Pero pasaban los meses y la cosa no parecía preocupante, así que Las Vegas 100 para nosotros acabó siendo una especie de club social alternativo a La ofi… porque en Las Vegas 100 podíamos reunirnos lejos de la vista de los progenitores de todos, cuando el semisótano se nos hacía irrespirable.

Lógicamente, con el trato continuado, hicimos amistad con Lucas Las Vegas 100, el encargado de la vigilancia del local. Además de velar por la tranquilidad del mismo, su misión era facilitar cambio a quien se lo solicitaba. También con el hijo del dueño, más o menos de nuestra edad y muy dado a la risa.

Frecuentábamos Las Vegas 100 con una sensación a medias entre la tan anhelada libertad y la obligación social de relacionarnos con un mundo sobre todo adulto. Así, los domingos por la mañana, tras ponerme mis mejores galas[6] bajaba a la calle. Permanecía en el Javi hasta que algún rato la afluencia de público le permitiera a Satur MOPA una escapada hasta Las Vegas 100. Pero también estaba Gabi ASAS, uno de los hijos del dueño del local en el que teníamos el cuartel general de la ofi. Con un padre constructor y por tanto también con buen poder adquisitivo: en el mundo lúdico, se entiende.

Además del resto de los componentes de la pandilla. Tantos que resultaba difícil estar solo. Precisamente era esto lo que se pretendía. Huir horrorizados del vacío que nos enfrentaba con nuestro propio pensamiento adolescente.
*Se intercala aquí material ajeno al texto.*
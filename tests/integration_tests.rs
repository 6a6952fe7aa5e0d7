//! Integration tests for the content translation engine
//!
//! These tests drive the translate action end to end: an item file on disk,
//! a blueprint, a mocked (or wiremock-backed) text-generation service, and
//! the merged document written back.

use ai_content_translate::config::{Config, UnknownVariantPolicy};
use ai_content_translate::generation::{MockGenerator, ProviderRouter};
use ai_content_translate::providers::{ProviderKind, ProviderSettings};
use ai_content_translate::retry::RetryConfig;
use ai_content_translate::store::{Document, JsonFileItem};
use ai_content_translate::{TranslateAction, TranslateError};
use proptest::prelude::*;
use serde_json::{json, Value};
use std::path::PathBuf;
use std::sync::Arc;
use std::time::Duration;
use tempfile::TempDir;
use wiremock::{
    matchers::{body_partial_json, method, path},
    Mock, MockServer, ResponseTemplate,
};

// ==================== Test Helpers ====================

fn test_config() -> Config {
    Config {
        provider: Some("openai".to_string()),
        model: Some("gpt-4o-mini".to_string()),
        instructions: None,
        pacing: Duration::ZERO,
        unknown_variant: UnknownVariantPolicy::Keep,
        providers: Vec::new(),
    }
}

/// Write an item file into `dir` and return its path
fn write_item(dir: &TempDir, item: Value) -> PathBuf {
    let path = dir.path().join("item.json");
    std::fs::write(&path, serde_json::to_string_pretty(&item).unwrap())
        .expect("Failed to write item");
    path
}

fn read_json(path: &PathBuf) -> Value {
    serde_json::from_str(&std::fs::read_to_string(path).expect("Failed to read item"))
        .expect("Item should be JSON")
}

async fn run_action(action: &TranslateAction, path: &PathBuf) -> Result<Value, TranslateError> {
    let item = JsonFileItem::load(path).expect("Failed to load item");
    let mut items = [item];
    let result = action.run(&mut items, &Document::new()).await?;
    Ok(serde_json::to_value(result).unwrap())
}

fn page_blueprint() -> Value {
    json!([
        {"handle": "title", "field": {"type": "text", "localizable": true}},
        {"handle": "body", "field": {"type": "bard", "localizable": true}},
        {"handle": "hero", "field": {"type": "group", "localizable": true, "fields": [
            {"handle": "headline", "field": {"type": "text"}},
            {"handle": "image", "field": {"type": "assets"}}
        ]}},
        {"handle": "faq", "field": {"type": "grid", "localizable": true, "fields": [
            {"handle": "question", "field": {"type": "text"}},
            {"handle": "answer", "field": {"type": "textarea"}}
        ]}},
        {"handle": "tags", "field": {"type": "taggable", "localizable": true}},
        {"handle": "specs", "field": {"type": "table", "localizable": true}},
        {"handle": "blocks", "field": {"type": "replicator", "localizable": true, "sets": {
            "content": {"sets": {
                "quote": {"fields": [
                    {"handle": "author", "field": {"type": "users"}},
                    {"handle": "text", "field": {"type": "text"}}
                ]}
            }}
        }}},
        {"handle": "published", "field": {"type": "toggle", "localizable": true}}
    ])
}

// ==================== End-to-End Tests ====================

#[tokio::test]
async fn test_end_to_end_title_and_body() {
    let dir = TempDir::new().unwrap();
    let path = write_item(
        &dir,
        json!({
            "kind": "entry",
            "locale": "fr",
            "blueprint": [
                {"handle": "title", "field": {"type": "text", "localizable": true}},
                {"handle": "body", "field": {"type": "bard", "localizable": true}}
            ],
            "origin": {"title": "Hello World", "body": "<p>Welcome</p>"},
            "data": {}
        }),
    );
    let mock = Arc::new(MockGenerator::with_mappings(
        [("Hello World", "Bonjour le monde"), ("<p>Welcome</p>", "<p>Bienvenue</p>")],
        "[fr]",
    ));
    let action = TranslateAction::new(test_config(), mock.clone());

    let result = run_action(&action, &path).await.expect("Should translate");

    assert_eq!(result, json!({"message": false, "callback": ["reloadPage"]}));
    let saved = read_json(&path);
    assert_eq!(
        saved["data"],
        json!({"title": "Bonjour le monde", "body": "<p>Bienvenue</p>"})
    );
    for request in mock.requests() {
        assert!(request
            .system_prompt
            .ends_with("Translate the following text to French."));
        assert_eq!(request.provider, "openai");
        assert_eq!(request.model, "gpt-4o-mini");
    }
}

#[tokio::test]
async fn test_full_page_translation() {
    let dir = TempDir::new().unwrap();
    let path = write_item(
        &dir,
        json!({
            "kind": "entry",
            "locale": "de_CH",
            "blueprint": page_blueprint(),
            "origin": {
                "title": "Pricing",
                "hero": {"headline": "Plans", "image": "hero.png"},
                "faq": [
                    {"id": "faq-1", "question": "Refunds?", "answer": "Yes."},
                    {"question": "Trials?", "answer": "14 days."}
                ],
                "tags": ["pricing", "plans"],
                "specs": [{"cells": ["Seats", "10"]}],
                "blocks": [{"id": "b1", "type": "quote", "author": "ceo", "text": "Simple."}],
                "published": true
            },
            "data": {"title": "Preise"}
        }),
    );
    let mock = Arc::new(MockGenerator::prefixed("[de]"));
    let action = TranslateAction::new(test_config(), mock.clone());

    run_action(&action, &path).await.expect("Should translate");

    let data = read_json(&path)["data"].clone();
    assert_eq!(data["title"], json!("Preise"));
    assert_eq!(data["hero"], json!({"headline": "[de] Plans", "image": "hero.png"}));
    assert_eq!(data["faq"][0]["id"], json!("faq-1"));
    assert_eq!(data["faq"][0]["question"], json!("[de] Refunds?"));
    assert_eq!(data["faq"][1]["answer"], json!("[de] 14 days."));
    assert!(data["faq"][1]["id"].as_str().is_some_and(|id| !id.is_empty()));
    assert_eq!(data["tags"], json!(["[de] pricing", "[de] plans"]));
    assert_eq!(data["specs"], json!([{"cells": ["[de] Seats", "[de] 10"]}]));
    assert_eq!(
        data["blocks"],
        json!([{"id": "b1", "type": "quote", "author": "ceo", "text": "[de] Simple.", "enabled": true}])
    );
    assert!(data.get("published").is_none());
    assert!(data.get("body").is_none());
    assert!(mock.requests()[0]
        .system_prompt
        .ends_with("Translate the following text to German (Switzerland)."));
}

// ==================== Property Tests ====================

#[tokio::test]
async fn test_already_translated_fields_are_untouched() {
    let dir = TempDir::new().unwrap();
    let existing = json!({
        "title": "Tarifs",
        "hero": {"headline": "Offres"},
        "tags": ["déjà"]
    });
    let path = write_item(
        &dir,
        json!({
            "kind": "entry",
            "locale": "fr",
            "blueprint": page_blueprint(),
            "origin": {
                "title": "Pricing",
                "hero": {"headline": "Plans"},
                "tags": ["pricing"]
            },
            "data": existing
        }),
    );
    let mock = Arc::new(MockGenerator::prefixed("[fr]"));
    let action = TranslateAction::new(test_config(), mock.clone());

    run_action(&action, &path).await.expect("Should translate");

    assert_eq!(read_json(&path)["data"], existing);
    assert_eq!(mock.call_count(), 0);

    // A second run changes nothing either
    run_action(&action, &path).await.expect("Should translate");
    assert_eq!(read_json(&path)["data"], existing);
}

#[tokio::test]
async fn test_missing_origin_fails_without_writing() {
    let dir = TempDir::new().unwrap();
    let path = write_item(
        &dir,
        json!({
            "kind": "entry",
            "locale": "fr",
            "blueprint": page_blueprint(),
            "data": {"title": "Tarifs"}
        }),
    );
    let before = std::fs::read_to_string(&path).unwrap();
    let mock = Arc::new(MockGenerator::prefixed("[fr]"));
    let action = TranslateAction::new(test_config(), mock.clone());

    let err = run_action(&action, &path).await.expect_err("Should fail");

    assert_eq!(
        err.to_string(),
        "This action is only available for items with an origin."
    );
    assert_eq!(std::fs::read_to_string(&path).unwrap(), before);
    assert_eq!(mock.call_count(), 0);
}

#[tokio::test]
async fn test_generation_failure_writes_nothing() {
    let dir = TempDir::new().unwrap();
    let path = write_item(
        &dir,
        json!({
            "kind": "entry",
            "locale": "fr",
            "blueprint": page_blueprint(),
            "origin": {"title": "Pricing", "tags": ["a", "b"]},
            "data": {}
        }),
    );
    let before = std::fs::read_to_string(&path).unwrap();
    let action = TranslateAction::new(
        test_config(),
        Arc::new(MockGenerator::failing(401, "Invalid API key")),
    );

    let err = run_action(&action, &path).await.expect_err("Should fail");

    assert!(matches!(err, TranslateError::GenerationFailed(_)));
    assert!(!err.is_retryable());
    assert_eq!(std::fs::read_to_string(&path).unwrap(), before);
}

#[tokio::test]
async fn test_unknown_set_policy_fail_aborts_run() {
    let dir = TempDir::new().unwrap();
    let path = write_item(
        &dir,
        json!({
            "kind": "entry",
            "locale": "fr",
            "blueprint": page_blueprint(),
            "origin": {"title": "Pricing", "blocks": [{"type": "video", "url": "x"}]},
            "data": {}
        }),
    );
    let before = std::fs::read_to_string(&path).unwrap();
    let config = Config {
        unknown_variant: UnknownVariantPolicy::Fail,
        ..test_config()
    };
    let action = TranslateAction::new(config, Arc::new(MockGenerator::prefixed("[fr]")));

    let err = run_action(&action, &path).await.expect_err("Should fail");

    assert!(matches!(err, TranslateError::UnresolvableVariant { .. }));
    assert_eq!(std::fs::read_to_string(&path).unwrap(), before);
}

#[tokio::test]
async fn test_containers_are_never_sent_whole() {
    let dir = TempDir::new().unwrap();
    let path = write_item(
        &dir,
        json!({
            "kind": "entry",
            "locale": "fr",
            "blueprint": page_blueprint(),
            "origin": {
                "hero": {"headline": "Plans"},
                "faq": [{"question": "Q", "answer": "A"}],
                "tags": ["t"],
                "specs": [{"cells": ["c"]}]
            },
            "data": {}
        }),
    );
    let mock = Arc::new(MockGenerator::prefixed("[fr]"));
    let action = TranslateAction::new(test_config(), mock.clone());

    run_action(&action, &path).await.expect("Should translate");

    for text in mock.texts() {
        assert!(
            serde_json::from_str::<Value>(&text).map_or(true, |v| !v.is_object() && !v.is_array()),
            "Structured value sent as text: {}",
            text
        );
    }
    assert_eq!(mock.texts(), vec!["Plans", "Q", "A", "t", "c"]);
}

// ==================== HTTP Provider Tests ====================

#[tokio::test]
async fn test_translation_through_openai_compatible_provider() {
    let server = MockServer::start().await;

    Mock::given(method("POST"))
        .and(path("/chat/completions"))
        .and(body_partial_json(json!({"model": "llama-3.1-8b-instant"})))
        .respond_with(ResponseTemplate::new(200).set_body_json(json!({
            "choices": [{"message": {"role": "assistant", "content": "Bonjour"}}]
        })))
        .expect(1)
        .mount(&server)
        .await;

    let providers = vec![ProviderSettings {
        kind: ProviderKind::Groq,
        base_url: server.uri(),
        api_key: Some("test-key".to_string()),
    }];
    let router = ProviderRouter::new(&providers, RetryConfig::single_attempt());
    let config = Config {
        provider: Some("groq".to_string()),
        model: Some("llama-3.1-8b-instant".to_string()),
        ..test_config()
    };
    let action = TranslateAction::new(config, Arc::new(router));

    let dir = TempDir::new().unwrap();
    let path = write_item(
        &dir,
        json!({
            "kind": "entry",
            "locale": "fr",
            "blueprint": [{"handle": "title", "field": {"type": "text", "localizable": true}}],
            "origin": {"title": "Hello"},
            "data": {}
        }),
    );

    run_action(&action, &path).await.expect("Should translate");

    assert_eq!(read_json(&path)["data"], json!({"title": "Bonjour"}));
}

// ==================== Ordering Properties ====================

proptest! {
    #![proptest_config(ProptestConfig::with_cases(32))]

    #[test]
    fn prop_list_translation_keeps_length_and_order(values in prop::collection::vec("[a-z]{1,8}", 0..12)) {
        let runtime = tokio::runtime::Runtime::new().unwrap();
        let mock = Arc::new(MockGenerator::prefixed("[fr]"));
        let action = TranslateAction::new(test_config(), mock);

        let dir = TempDir::new().unwrap();
        let path = write_item(
            &dir,
            json!({
                "kind": "entry",
                "locale": "fr",
                "blueprint": [{"handle": "steps", "field": {"type": "list", "localizable": true}}],
                "origin": {"steps": values.clone()},
                "data": {}
            }),
        );

        runtime.block_on(run_action(&action, &path)).unwrap();

        let expected: Vec<String> = values.iter().map(|v| format!("[fr] {}", v)).collect();
        prop_assert_eq!(read_json(&path)["data"]["steps"].clone(), json!(expected));
    }

    #[test]
    fn prop_table_translation_keeps_shape(rows in prop::collection::vec(prop::collection::vec("[a-z]{1,6}", 0..5), 0..6)) {
        let runtime = tokio::runtime::Runtime::new().unwrap();
        let mock = Arc::new(MockGenerator::prefixed("[fr]"));
        let action = TranslateAction::new(test_config(), mock);

        let origin_rows: Vec<Value> = rows.iter().map(|cells| json!({"cells": cells})).collect();
        let dir = TempDir::new().unwrap();
        let path = write_item(
            &dir,
            json!({
                "kind": "entry",
                "locale": "fr",
                "blueprint": [{"handle": "specs", "field": {"type": "table", "localizable": true}}],
                "origin": {"specs": origin_rows},
                "data": {}
            }),
        );

        runtime.block_on(run_action(&action, &path)).unwrap();

        let saved = read_json(&path)["data"]["specs"].clone();
        let saved_rows = saved.as_array().unwrap();
        prop_assert_eq!(saved_rows.len(), rows.len());
        for (saved_row, cells) in saved_rows.iter().zip(&rows) {
            let expected: Vec<String> = cells.iter().map(|c| format!("[fr] {}", c)).collect();
            prop_assert_eq!(saved_row["cells"].clone(), json!(expected));
        }
    }
}
use std::sync::OnceLock;

/// Known language subtag.
#[derive(Debug, Clone)]
pub struct LanguageName {
    /// ISO 639 code (e.g., "fr", "pt")
    pub code: &'static str,

    /// English name (e.g., "French", "Portuguese")
    pub name: &'static str,
}

pub struct LocaleRegistry {
    languages: Vec<LanguageName>,
    scripts: Vec<(&'static str, &'static str)>,
    regions: Vec<(&'static str, &'static str)>,
}

static REGISTRY: OnceLock<LocaleRegistry> = OnceLock::new();

impl LocaleRegistry {
    /// Get the global locale registry instance.
    pub fn get() -> &'static LocaleRegistry {
        REGISTRY.get_or_init(|| LocaleRegistry {
            languages: default_languages(),
            scripts: default_scripts(),
            regions: default_regions(),
        })
    }

    pub fn language(&self, code: &str) -> Option<&LanguageName> {
        self.languages
            .iter()
            .find(|lang| lang.code.eq_ignore_ascii_case(code))
    }

    fn script(&self, code: &str) -> Option<&'static str> {
        lookup(&self.scripts, code)
    }

    fn region(&self, code: &str) -> Option<&'static str> {
        lookup(&self.regions, code)
    }

    /// English display name of a locale id such as `fr`, `fr_FR`, `pt-BR` or
    /// `zh_Hant_TW`.
    ///
    /// An unknown language yields the id unchanged; unknown script or region
    /// subtags are shown as written.
    pub fn display_name(&self, locale: &str) -> String {
        let locale = locale.trim();
        let mut subtags = locale.split(['_', '-']).filter(|s| !s.is_empty());

        let Some(language) = subtags.next().and_then(|code| self.language(code)) else {
            return locale.to_string();
        };

        let qualifiers: Vec<String> = subtags
            .map(|subtag| match subtag.len() {
                4 => self
                    .script(subtag)
                    .map(str::to_string)
                    .unwrap_or_else(|| subtag.to_string()),
                _ => self
                    .region(subtag)
                    .map(str::to_string)
                    .unwrap_or_else(|| subtag.to_ascii_uppercase()),
            })
            .collect();

        if qualifiers.is_empty() {
            language.name.to_string()
        } else {
            format!("{} ({})", language.name, qualifiers.join(", "))
        }
    }
}

fn lookup(table: &[(&'static str, &'static str)], code: &str) -> Option<&'static str> {
    table
        .iter()
        .find(|(candidate, _)| candidate.eq_ignore_ascii_case(code))
        .map(|(_, name)| *name)
}

fn default_languages() -> Vec<LanguageName> {
    [
        ("ar", "Arabic"),
        ("bg", "Bulgarian"),
        ("bn", "Bangla"),
        ("ca", "Catalan"),
        ("cs", "Czech"),
        ("cy", "Welsh"),
        ("da", "Danish"),
        ("de", "German"),
        ("el", "Greek"),
        ("en", "English"),
        ("es", "Spanish"),
        ("et", "Estonian"),
        ("eu", "Basque"),
        ("fa", "Persian"),
        ("fi", "Finnish"),
        ("fr", "French"),
        ("ga", "Irish"),
        ("gl", "Galician"),
        ("he", "Hebrew"),
        ("hi", "Hindi"),
        ("hr", "Croatian"),
        ("hu", "Hungarian"),
        ("id", "Indonesian"),
        ("is", "Icelandic"),
        ("it", "Italian"),
        ("ja", "Japanese"),
        ("ko", "Korean"),
        ("lt", "Lithuanian"),
        ("lv", "Latvian"),
        ("ms", "Malay"),
        ("mt", "Maltese"),
        ("nb", "Norwegian Bokmål"),
        ("nl", "Dutch"),
        ("nn", "Norwegian Nynorsk"),
        ("no", "Norwegian"),
        ("pl", "Polish"),
        ("pt", "Portuguese"),
        ("ro", "Romanian"),
        ("ru", "Russian"),
        ("sk", "Slovak"),
        ("sl", "Slovenian"),
        ("sr", "Serbian"),
        ("sv", "Swedish"),
        ("sw", "Swahili"),
        ("th", "Thai"),
        ("tr", "Turkish"),
        ("uk", "Ukrainian"),
        ("ur", "Urdu"),
        ("vi", "Vietnamese"),
        ("zh", "Chinese"),
    ]
    .into_iter()
    .map(|(code, name)| LanguageName { code, name })
    .collect()
}

fn default_scripts() -> Vec<(&'static str, &'static str)> {
    vec![
        ("Arab", "Arabic"),
        ("Cyrl", "Cyrillic"),
        ("Hans", "Simplified"),
        ("Hant", "Traditional"),
        ("Latn", "Latin"),
    ]
}

fn default_regions() -> Vec<(&'static str, &'static str)> {
    vec![
        ("AR", "Argentina"),
        ("AT", "Austria"),
        ("AU", "Australia"),
        ("BE", "Belgium"),
        ("BR", "Brazil"),
        ("CA", "Canada"),
        ("CH", "Switzerland"),
        ("CL", "Chile"),
        ("CN", "China"),
        ("CO", "Colombia"),
        ("CZ", "Czechia"),
        ("DE", "Germany"),
        ("DK", "Denmark"),
        ("ES", "Spain"),
        ("FI", "Finland"),
        ("FR", "France"),
        ("GB", "United Kingdom"),
        ("HK", "Hong Kong SAR China"),
        ("IE", "Ireland"),
        ("IN", "India"),
        ("IT", "Italy"),
        ("JP", "Japan"),
        ("KR", "South Korea"),
        ("LU", "Luxembourg"),
        ("MX", "Mexico"),
        ("NL", "Netherlands"),
        ("NO", "Norway"),
        ("NZ", "New Zealand"),
        ("PL", "Poland"),
        ("PT", "Portugal"),
        ("SE", "Sweden"),
        ("TW", "Taiwan"),
        ("US", "United States"),
        ("ZA", "South Africa"),
        ("419", "Latin America"),
    ]
}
Al final de aquellas jornadas a mí me quedaba la sensación de haber perdido el tiempo. Igual que si hubiera ido a una celebración religiosa o cualquier otro ritual, tan ajeno. Según parecía era lo que había que hacer, lo socialmente aceptado. En el fondo, poca diferencia entre Las Vegas 100 y otra de las vueltas de la esquina… la parroquia.




[1] Tan uzbeka, culturalmente inevitable.

[2] Al igual que sucediera con la pornografía paralelamente, en el otro ámbito.

[3] Aunque combinaba los recreativos básicos como el billar, los futbolines o los bolos… con una barra de cafetería, máquinas tipo petaco y tragaperras.

[4] Habría que hablar también de la “psicolopatía”, ¿no?

[5] El resto del colectivo denominado La ofi.

[6] Que incluían unos calcetines amarillos y unos zapatos de charol color lila.